Pourtant, nous savons aussi d’expérience que l’effacement, tout ce que nous permettons pour que les autres vivent, cela est vie, et déjà pour nous. « L’effacement soit ma façon de resplendir », écrit le poète. Vie comme excès, vie de surcroît. Nous ne saurions pas morts à ne pas donner notre vie, mais nous ouvrons une dimension de plus à la vie, en abondance, à faire vivre les autres. « Pas de plus grand amour que de donner sa vie pour ceux qu’on aime. »

C’est ce que raconte une autre parabole, celle du fils prodigue, qui a tout dépensé de la vie reçue, ne l’a aucunement préservée dans un coffre-fort. Cela fait des jaloux, le frère, qui en est réduit à la médisance, aux ragots. Comment sait-il que son cadet était avec les prostituées ? Il y était donc aussi ?

Le fils prodigue, Jésus, était effectivement avec les prostituées et les pécheurs.

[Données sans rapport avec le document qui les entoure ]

//! Tickwork Hardware Abstraction Layer
//!
//! This crate defines the register-level abstractions that chip-specific
//! HALs (ATmega32, ...) implement and that the port and timer drivers in
//! `tickwork-core` are written against.
//!
//! # Architecture
//!
//! ```text
//! ┌─────────────────────────────────────────┐
//! │  Application (tickwork-firmware)        │
//! └─────────────────────────────────────────┘
//!                     │
//!                     ▼
//! ┌─────────────────────────────────────────┐
//! │  tickwork-core / tickwork-drivers       │
//! └─────────────────────────────────────────┘
//!                     │
//!                     ▼
//! ┌─────────────────────────────────────────┐
//! │  tickwork-hal (this crate - traits)     │
//! └─────────────────────────────────────────┘
//!                     │
//!         ┌───────────┴───────────┐
//!         ▼                       ▼
//! ┌───────────────┐       ┌───────────────┐
//! │ tickwork-hal- │       │ RegisterImage │
//! │   atmega32    │       │ (host tests)  │
//! └───────────────┘       └───────────────┘
//! ```
//!
//! # Modules
//!
//! - [`register::Registers`] - Single-bit access to memory-mapped registers
//! - [`port`] - Port identifiers and their register triples
//! - [`timer`] - 8-bit timer register layout, prescaler modes and encodings
//! - `image::RegisterImage` - In-memory register file for host tests
//! - `sim::SimulatedMcu` - Register image with pin loopback and a running timer
//!
//! # Features
//!
//! - `sim` - Build the two host-side register files above. Only test
//!   builds enable it, so firmware cannot pick them up by accident.
//! - `defmt` - Enable debug formatting support
//! - `serde` - Derive `Serialize`/`Deserialize` for the prescaler mode

#![no_std]
#![deny(unsafe_code)]

#[cfg(any(test, feature = "sim"))]
pub mod image;
pub mod port;
pub mod register;
#[cfg(any(test, feature = "sim"))]
pub mod sim;
pub mod timer;

// Re-export key types at crate root for convenience
#[cfg(any(test, feature = "sim"))]
pub use image::RegisterImage;
pub use port::{InvalidPortId, Port, PortId, PortMap, PORT_WIDTH};
pub use register::{bit_mask, Register, Registers};
#[cfg(any(test, feature = "sim"))]
pub use sim::SimulatedMcu;
pub use timer::{
    EncodingError, PrescalerEncoding, PrescalerMode, TableEncoding, TimerRegisters,
    CLOCK_SELECT_MASK, COUNTER_WIDTH,
};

C’est bien ce qu’on lui reproche. Mais heureusement pour nous, sans quoi, jamais personne ne serait venu nous convier à sa table, partager la vie du Père, reçue pour être partagée.

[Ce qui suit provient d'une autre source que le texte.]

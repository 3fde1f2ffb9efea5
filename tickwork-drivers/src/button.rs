//! Push-button driver
//!
//! A press is only reported when two samples taken `debounce_ms` apart
//! both read pressed. The wait between samples uses the delay timer, so
//! debouncing blocks for the debounce interval.

use tickwork_core::config::ButtonConfig;
use tickwork_core::{DelayTimer, Dio, DioError, Direction, Level};
use tickwork_hal::{PrescalerEncoding, Registers};

/// One push button on an input pin
#[derive(Debug, Clone, Copy)]
#[cfg_attr(feature = "defmt", derive(defmt::Format))]
pub struct Button {
    dio: Dio,
    config: ButtonConfig,
    /// Debounced state at the last [`Button::poll_press`]
    held: bool,
}

impl Button {
    /// Create a button driver for `config`
    pub const fn new(dio: Dio, config: ButtonConfig) -> Self {
        Self {
            dio,
            config,
            held: false,
        }
    }

    /// Button wiring and debounce interval
    pub const fn config(&self) -> &ButtonConfig {
        &self.config
    }

    /// Make the pin an input
    ///
    /// Active-low buttons get the internal pull-up, so an open contact
    /// reads high.
    pub fn init<R: Registers>(&self, regs: &mut R) -> Result<(), DioError> {
        let pin = self.config.pin.pin;
        self.dio.init(regs, pin.index(), pin.port(), Direction::Input)?;
        let pull_up = Level::from(self.config.pin.active_low);
        self.dio.write(regs, pin.index(), pin.port(), pull_up)
    }

    /// Raw pin level
    pub fn level<R: Registers>(&self, regs: &mut R) -> Result<Level, DioError> {
        let pin = self.config.pin.pin;
        self.dio.read(regs, pin.index(), pin.port())
    }

    /// Check whether the button is pressed right now, without debouncing
    pub fn is_pressed<R: Registers>(&self, regs: &mut R) -> Result<bool, DioError> {
        let level = self.level(regs)?;
        Ok(level.is_high() != self.config.pin.active_low)
    }

    /// Check whether the button is pressed, debounced
    pub fn read_debounced<R: Registers, E: PrescalerEncoding>(
        &self,
        regs: &mut R,
        timer: &DelayTimer<E>,
    ) -> Result<bool, DioError> {
        if !self.is_pressed(regs)? {
            return Ok(false);
        }
        timer.delay_ms(regs, self.config.debounce_ms as f32);
        self.is_pressed(regs)
    }

    /// Check for a new press
    ///
    /// Returns `true` once per press, on the poll where the debounced state
    /// goes from released to pressed.
    pub fn poll_press<R: Registers, E: PrescalerEncoding>(
        &mut self,
        regs: &mut R,
        timer: &DelayTimer<E>,
    ) -> Result<bool, DioError> {
        let pressed = self.read_debounced(regs, timer)?;
        let edge = pressed && !self.held;
        self.held = pressed;

        #[cfg(feature = "defmt")]
        if edge {
            defmt::debug!("button {}: pressed", self.config.pin.pin);
        }

        Ok(edge)
    }
}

La loi du grain de blé ne parle pas de la vie outre-tombe. Elle n’est pas non plus une règle morale, « tu dois » perdre ta vie. Elle est une invitation à l’abondance, à la suite de Jésus. Que cela fait mal, oui parfois, comme la mort. Pour peu que nous nous y soyons essayés, en famille, avec les proches ou le prochain si lointain, nous savons déjà que nous en sommes devenus plus vivants, nous avons déjà vécu du mouvement de Jésus. Résurrection.

1 commentaire:

  1. Merci Patrick, à nouveau, pour l'espérance de tes paroles. Grain de blé qui tombe en terre, si tu ne meurs pas, tu resteras solitaire, ne germeras pas. J'entends toujours dans ces mots une parole de consolation. Mourir, se prendre des coups, reconnaître ses faiblesses, c'est aussi accueillir l'autre comme celui qui nous console. D'une manière très concrète, celui qui accepte sa mort n'est pas seul, il ne reste pas solitaire, il reconnaît son prochain comme celui qui le sauve de la détresse.
    Ce ne sont là que des mots, il est toujours compliqué de raconter une histoire dans un commentaire de blog, mais ces temps de crise politique et sociale font vivre des expériences marquantes (et dures, et belles, et remplies d'amitiés et de rencontres en vérité).